Artificial neural networks are not a new concept. In fact, we didn’t even always call them neural networks and they certainly don’t look the same now as they did at their inception. Back during the 1960s we had what was called a perceptron. Perceptrons were made of McCulloch-Pitts neurons. We even had biased perceptrons, and ultimately people started creating multilayer perceptrons, which is synonymous with the general artificial neural network we hear about now.

A simple multilayer perceptron (photo credit)

But wait, if we’ve had neural networks since the 1960s, why are they just now getting huge? It’s a long story, and I encourage you to listen to this podcast episode to listen to the “fathers” of modern ANNs talk about their perspective of the topic. To quickly summarize, there’s a hand full of factors that kept ANNs from becoming more popular. We didn’t have the computer processing power and we didn’t have the data to train them. Using them was frowned upon due to them having a seemingly arbitrary ability to perform well. Each one of these factors is changing. Our computers are getting faster and more powerful, and with the internet, we have all kinds of data being shared for use.

How do they work?

You see, I mentioned above that the neurons and synapses perform calculations. The question on your mind should be: “How do they learn what calculations to perform?” Was I right? The answer is that we need to essentially ask them a large amount of questions, and provide them with answers. This is a field called supervised learning. With enough examples of question-answer pairs, the calculations and values stored at each neuron and synapse are slowly adjusted. Usually this is through a process called backpropagation.

A simple backpropagation algorithm (photo credit)

Imagine you’re walking down a sidewalk and you see a lamp post. You’ve never seen a lamp post before, so you walk right into it and say “ouch.” The next time you see a lamp post you scoot a few inches to the side and keep walking. This time your shoulder hits the lamp post and again you say “ouch.” The third time you see a lamp post, you move all the way over to ensure you don’t hit the lamp post. Except now something terrible has happened — now you’ve walked directly into the path of a mailbox, and you’ve never seen a mailbox before. You walk into it and the whole process happens again. Obviously, this is an oversimplification, but it is effectively what backpropogation does. An artificial neural network is given a multitude of examples and then it tries to get the same answer as the example given. When it is wrong, an error is calculated and the values at each neuron and synapse are propagated backwards through the ANN for the next time. This process takes a LOT of examples. For real world applications, the number of examples can be in the millions.
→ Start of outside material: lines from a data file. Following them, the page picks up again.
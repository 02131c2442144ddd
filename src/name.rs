//! Filename codec for rotated history files.
//!
//! Every managed file encodes its covered time range directly in its name,
//! `<prefix>.<startMillis>-<endMillis>`, with an empty end section marking
//! the still-active file.

/// Sentinel end timestamp for a file that is still accepting writes.
pub const END_OPEN: i64 = i64::MAX;

/// Time range covered by a managed file, parsed from or built into a name.
#[derive(Debug, Clone, Copy, PartialEq, Eq)]
pub struct Span {
    pub start_millis: i64,
    pub end_millis: i64,
}

impl Span {
    pub fn active(start_millis: i64) -> Self {
        Self {
            start_millis,
            end_millis: END_OPEN,
        }
    }

    pub fn sealed(start_millis: i64, end_millis: i64) -> Self {
        Self {
            start_millis,
            end_millis,
        }
    }

    pub fn is_active(&self) -> bool {
        self.end_millis == END_OPEN
    }

    /// Closed-interval intersection against `[from, to]`.
    pub fn overlaps(&self, from_millis: i64, to_millis: i64) -> bool {
        self.start_millis <= to_millis && from_millis <= self.end_millis
    }
}

/// Attempt parsing a directory entry name. Names that do not carry the
/// expected prefix and time section are not ours and yield `None`.
pub fn parse(prefix: &str, name: &str) -> Option<Span> {
    let dot = name.rfind('.')?;
    let dash = name.rfind('-')?;
    if dash <= dot {
        return None;
    }
    if &name[..dot] != prefix {
        return None;
    }

    let start_millis = name[dot + 1..dash].parse::<i64>().ok()?;
    let rest = &name[dash + 1..];
    let end_millis = if rest.is_empty() {
        END_OPEN
    } else {
        rest.parse::<i64>().ok()?
    };

    Some(Span {
        start_millis,
        end_millis,
    })
}

/// Build the filename for the given span.
pub fn build(prefix: &str, span: Span) -> String {
    let mut name = format!("{}.{}-", prefix, span.start_millis);
    if span.end_millis != END_OPEN {
        name.push_str(&span.end_millis.to_string());
    }
    name
}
Now that we have an understanding of artificial neural networks and somewhat of an understanding in how they work, there’s another question that should be on your mind. How do we know how many neurons we need to use? And why did you bold the word layers earlier? Layers are just sets of neurons. We have an input layer which is the data we provide to the ANN. We have the hidden layers, which is where the magic happens. Lastly, we have the output layer, which is where the finished computations of the network are placed for us to use.


Layers themselves are just sets of neurons. In the early days of multilayer perceptrons, we originally thought that having just one input layer, one hidden layer, and one output layer was sufficient. It makes sense, right? Given some numbers, you just need one set of computations, and then you get an output. If your ANN wasn’t calculating the correct value, you just added more neurons to the single hidden layer. Eventually, we learned that in doing this we were really just creating a linear mapping from each input to the output. In other words, we learned that a certain input would always map to a certain output. We had no flexibility and really could only handle inputs we’d seen before. This was by no means what we wanted.

Now introduce deep learning, which is when we have more than one hidden layer. This is one of the reasons we have better ANNs now, because we need hundreds of nodes with tens if not more layers. This leads to a massive amount of variables that we need to keep track of at a time. Advances in parallel programming also allow us to run even larger ANNs in batches. Our artificial neural networks are now getting so large that we can no longer run a single epoch, which is an iteration through the entire network, at once. We need to do everything in batches which are just subsets of the entire network, and once we complete an entire epoch, then we apply the backpropagation.

What kinds are there?

Along with now using deep learning, it’s important to know that there are a multitude of different architectures of artificial neural networks. The typical ANN is setup in a way where each neuron is connected to every other neuron in the next layer. These are specifically called feed forward artificial neural networks (even though ANNs are generally all feed forward). We’ve learned that by connecting neurons to other neurons in certain patterns, we can get even better results in specific scenarios.

Recurrent Neural Networks

Recurrent Neural Networks (RNN) were created to address the flaw in artificial neural networks that didn’t make decisions based on previous knowledge. A typical ANN had learned to make decisions based on context in training, but once it was making decisions for use, the decisions were made independent of each other.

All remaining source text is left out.